On the other hand, this type of decomposition makes it possible to:

  • reduce robustness problems,

  • improve and homogenize modal errors.

In practice, this modal operator dedicated to HPC is broken down into four main steps:

  1. Modal precalibration (via INFO_MODE) of sub-bands configured by the user:

So potentially, a loop of nb_freq independent calculations on each modal frequency position (cf. [R5.01.04]).

  1. Effective modal calculation (via CALC_MODES + OPTION =” BANDE “+ CALC_FREQ =_F (TABLE_FREQ)) of the modes contained in each non-empty sub-band (by sharing the modal calibrations from step 1):

So potentially, a loop of nb_sbande_nonempty < nb_freq independent calculations.

  1. Post-verification with a Sturm test on the extreme limits of the calculated modes (via INFO_MODE):

So potentially, a loop of 2 independent calculations.

  1. Post-treatments on all the modes obtained: normalization (via NORM_MODE) and filtering (via EXTR_MODE).

_images/1000020000000250000001A42E56421D95A93CE4.png

Figure 10-2. Principle of decomposition of the calculations of CALC_MODES with the option “ BANDE “divided into sub-bands.

In parallel, each of the calculation steps can identify at least one level of parallelism:

  • The first two by distributing the calculations for each sub-band over the same number of processor packages.

  • The third, by distributing the modal positions of the terminals of the verification interval over two processor packages.

  • The fourth step, which is inexpensive, remains sequential.

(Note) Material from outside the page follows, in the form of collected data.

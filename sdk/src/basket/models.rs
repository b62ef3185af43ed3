//! Basket service payloads.

use crate::common::Shopper;
use chrono::{DateTime, NaiveDateTime, Utc};
use serde::{Deserialize, Serialize};
use ticketing_sdk_core::Money;

/// Lifecycle state of a basket.
#[derive(Clone, Copy, Debug, Default, PartialEq, Eq, Serialize, Deserialize)]
#[serde(rename_all = "camelCase")]
pub enum BasketStatus {
    /// Open for changes
    #[default]
    Active,
    /// Checkout has started; seats are held
    Processing,
    /// Paid and booked
    Confirmed,
    /// Hold time ran out
    Expired,
    /// Status this client does not know
    #[serde(other)]
    Unknown,
}

impl BasketStatus {
    /// Whether reservations and promotions can still change.
    #[must_use]
    pub const fn is_modifiable(self) -> bool {
        matches!(self, Self::Active)
    }
}

/// A shopper's basket of reservations.
#[derive(Clone, Debug, Default, PartialEq, Serialize, Deserialize)]
#[serde(rename_all = "camelCase")]
pub struct Basket {
    /// Basket reference
    pub reference: String,
    /// Lifecycle state
    #[serde(default)]
    pub status: BasketStatus,
    /// Checksum the checkout service compares against
    pub checksum: Option<String>,
    /// Sales channel
    pub channel_id: Option<String>,
    /// Currency prices are charged in
    pub shopper_currency: Option<String>,
    /// When the seat hold ends
    pub expired_at: Option<DateTime<Utc>>,
    /// When the basket was created
    pub created_at: Option<DateTime<Utc>>,
    /// Held seats, one entry per product and performance
    #[serde(default)]
    pub reservations: Vec<Reservation>,
    /// Applied coupon
    pub coupon: Option<Coupon>,
    /// Chosen delivery
    pub delivery: Option<Delivery>,
    /// Buyer, once known
    pub shopper: Option<Shopper>,
}

impl Basket {
    /// Sum of the sale prices of every reserved item.
    ///
    /// `None` when the basket is empty or items are priced in different
    /// currencies.
    #[must_use]
    pub fn total_sale_price(&self) -> Option<Money> {
        let mut prices = self
            .reservations
            .iter()
            .flat_map(|reservation| &reservation.items)
            .map(|item| &item.sale_price);

        let first = prices.next()?.clone();
        prices.try_fold(first, |mut total, price| {
            if price.currency != total.currency || price.decimal_places != total.decimal_places {
                return None;
            }
            total.value += price.value;
            Some(total)
        })
    }

    /// Whether the seat hold has ended at `now`.
    #[must_use]
    pub fn is_expired(&self, now: DateTime<Utc>) -> bool {
        self.status == BasketStatus::Expired
            || self.expired_at.is_some_and(|expires| expires <= now)
    }

    /// Reservation by id.
    #[must_use]
    pub fn reservation(&self, id: &str) -> Option<&Reservation> {
        self.reservations.iter().find(|reservation| reservation.id == id)
    }
}

/// Seats held for one product and performance.
#[derive(Clone, Debug, Default, PartialEq, Serialize, Deserialize)]
#[serde(rename_all = "camelCase")]
pub struct Reservation {
    /// Reservation id within the basket
    pub id: String,
    /// Product id
    pub product_id: String,
    /// Product name
    pub product_name: Option<String>,
    /// Venue id
    pub venue_id: Option<String>,
    /// Local date and time of the performance
    pub date: Option<NaiveDateTime>,
    /// Number of tickets
    #[serde(default)]
    pub quantity: u32,
    /// Individual held seats
    #[serde(default)]
    pub items: Vec<ReservationItem>,
}

/// One held seat.
#[derive(Clone, Debug, Default, PartialEq, Serialize, Deserialize)]
#[serde(rename_all = "camelCase")]
pub struct ReservationItem {
    /// Inventory reference of the seat
    pub aggregate_reference: Option<String>,
    /// Seat identifier, e.g. `STALLS-A-12`
    pub seat_identifier: Option<String>,
    /// Area name
    pub area_name: Option<String>,
    /// Row label
    pub row: Option<String>,
    /// Seat number
    pub number: Option<String>,
    /// Price the shopper pays
    pub sale_price: Money,
    /// Printed ticket price
    pub face_value: Option<Money>,
}

/// Delivery chosen for a basket.
#[derive(Clone, Debug, Default, PartialEq, Serialize, Deserialize)]
#[serde(rename_all = "camelCase")]
pub struct Delivery {
    /// Delivery method, e.g. `collection` or `eticket`
    pub method: String,
    /// Delivery charge
    pub charge: Option<Money>,
}

/// A promo code applied to a basket.
#[derive(Clone, Debug, Default, PartialEq, Eq, Serialize, Deserialize)]
#[serde(rename_all = "camelCase")]
pub struct Coupon {
    /// Code as the shopper typed it
    pub code: String,
}

impl Coupon {
    /// Create a coupon.
    #[must_use]
    pub fn new(code: impl Into<String>) -> Self {
        Self { code: code.into() }
    }
}

/// A running promotion.
#[derive(Clone, Debug, Default, PartialEq, Serialize, Deserialize)]
#[serde(rename_all = "camelCase")]
pub struct Promotion {
    /// Promotion id
    pub id: String,
    /// Display name
    pub name: String,
    /// Shopper-facing description
    pub description: Option<String>,
    /// Discount in percent, for percentage promotions
    pub discount_percentage: Option<f64>,
    /// Fixed discount, for amount promotions
    pub discount_amount: Option<Money>,
    /// Start of validity
    pub valid_from: Option<DateTime<Utc>>,
    /// End of validity
    pub valid_to: Option<DateTime<Utc>>,
    /// Products the promotion applies to; empty means every product
    #[serde(default)]
    pub product_ids: Vec<String>,
}

/// Create or replace a basket's contents.
///
/// Without a `reference` the service opens a new basket.
#[derive(Clone, Debug, Default, PartialEq, Serialize, Deserialize)]
#[serde(rename_all = "camelCase")]
pub struct UpsertBasketRequest {
    /// Basket to update
    #[serde(skip_serializing_if = "Option::is_none")]
    pub reference: Option<String>,
    /// Sales channel
    pub channel_id: String,
    /// Currency to charge in
    #[serde(skip_serializing_if = "Option::is_none")]
    pub shopper_currency: Option<String>,
    /// Seats to hold
    pub reservations: Vec<ReservationRequest>,
    /// Coupon to apply
    #[serde(skip_serializing_if = "Option::is_none")]
    pub coupon: Option<Coupon>,
}

/// Seats to hold for one product and performance.
#[derive(Clone, Debug, Default, PartialEq, Eq, Serialize, Deserialize)]
#[serde(rename_all = "camelCase")]
pub struct ReservationRequest {
    /// Product id
    pub product_id: String,
    /// Venue id
    pub venue_id: String,
    /// Local date and time of the performance
    pub date: NaiveDateTime,
    /// Number of tickets
    pub quantity: u32,
    /// Specific seats; empty lets the service choose
    #[serde(default, skip_serializing_if = "Vec::is_empty")]
    pub items: Vec<ReservationItemRequest>,
}

/// A specific seat to hold.
#[derive(Clone, Debug, Default, PartialEq, Eq, Serialize, Deserialize)]
#[serde(rename_all = "camelCase")]
pub struct ReservationItemRequest {
    /// Inventory reference of the seat
    pub aggregate_reference: String,
}

/// Body of a promotion request.
#[derive(Clone, Debug, Serialize)]
pub(crate) struct ApplyPromotion<'a> {
    pub(crate) coupon: &'a Coupon,
}

#[cfg(test)]
mod tests {
    use super::*;
    use chrono::TimeZone;

    fn item(value: i64, currency: &str) -> ReservationItem {
        ReservationItem {
            sale_price: Money::new(value, currency),
            ..ReservationItem::default()
        }
    }

    fn basket(items: Vec<ReservationItem>) -> Basket {
        Basket {
            reference: "B1".to_string(),
            reservations: vec![Reservation {
                id: "1".to_string(),
                items,
                ..Reservation::default()
            }],
            ..Basket::default()
        }
    }

    #[test]
    fn test_total_sale_price() {
        let total = basket(vec![item(4550, "GBP"), item(3000, "GBP")]).total_sale_price();
        assert_eq!(total, Some(Money::new(7550, "GBP")));

        assert_eq!(basket(vec![]).total_sale_price(), None);
        assert_eq!(
            basket(vec![item(4550, "GBP"), item(3000, "EUR")]).total_sale_price(),
            None
        );
    }

    #[test]
    #[allow(clippy::unwrap_used)] // Test code
    fn test_is_expired() {
        let now = Utc.with_ymd_and_hms(2026, 10, 17, 12, 0, 0).unwrap();
        let mut held = basket(vec![]);
        held.expired_at = Some(Utc.with_ymd_and_hms(2026, 10, 17, 12, 15, 0).unwrap());
        assert!(!held.is_expired(now));

        held.expired_at = Some(Utc.with_ymd_and_hms(2026, 10, 17, 11, 45, 0).unwrap());
        assert!(held.is_expired(now));

        let expired = Basket {
            status: BasketStatus::Expired,
            ..Basket::default()
        };
        assert!(expired.is_expired(now));
    }

    #[test]
    #[allow(clippy::unwrap_used)] // Test code
    fn test_unknown_status_tolerated() {
        let basket: Basket =
            serde_json::from_str(r#"{"reference":"B1","status":"archived"}"#).unwrap();
        assert_eq!(basket.status, BasketStatus::Unknown);
        assert!(!basket.status.is_modifiable());
    }

    #[test]
    #[allow(clippy::unwrap_used)] // Test code
    fn test_upsert_request_omits_absent_fields() {
        let request = UpsertBasketRequest {
            channel_id: "web".to_string(),
            ..UpsertBasketRequest::default()
        };
        let json = serde_json::to_value(&request).unwrap();
        assert!(json.get("reference").is_none());
        assert!(json.get("coupon").is_none());
        assert_eq!(json["channelId"], "web");
    }
}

If the number of processors and the settings allow it (in particular, if we use the linear solver MUMPS), we can use a second level of parallelism.

Figure 10-3 illustrates a modal calculation seeking to take advantage of 40 processors by breaking down the initial calculation into ten search sub-bands. Each benefits from the support of 4 MUMPS occurrences for the inversions of linear systems intensively required by modal solvers.

For an exhaustive presentation of this multi-level parallelism, its challenges and some technical and functional details, you can consult the documentation [R5.01.04], [U4.52.01/02] and [U2.08.06].

_images/100002000000023C000001A38B0F01FF7F09E47B.png

Figure 10-3. Example of two levels of parallelism in the INFO_MODE of pre-processing

and in the loop of sub-bands of CALC_MODES .

Distribution on nb_proc=4*0 processors with a division into 10 sub-bands*

(parallelism called « 10x4 ») .

Here we use the linear solver MUMPS and the parallelism setting by default (“COMPLET”) .

Notes:

  • In parallel MPI, the main steps concern the distribution of tasks and their communications. For CALC_MODES with the “BANDE” option divided into sub-bands, the distribution is done in the macro python as well as in the fortran. The two communicate through hidden keywords: PARALLELISME_MACRO. But all MPI calls are restricted to only the F77/F90 layers.

  • The global communications of the first level, those of the values and eigenvectors, are carried out at the end of the modal calculation on each sub-band. At an intermediate level, between the simple communication of linear algebra results (of the type of what is done around MUMPS/PETSc) and the communication of Aster data structures in Python after filtering (optimal in terms of performance but much more complicated to implement).

  • The ideal would have been to be able to balance the frequency sub-bands empirically to limit the load imbalances linked to the distribution of modes by sub-bands and those linked to the modal calculation itself. It would thus have been possible to provide 2, 4 or 8 sub-band calculations per processor. This would also make it possible to benefit from the gains of the decomposition of the macro calculation, even on a few processors. Unfortunately, computer contingencies for manipulating potentially empty user concepts did not make it possible to validate this more ambitious scenario.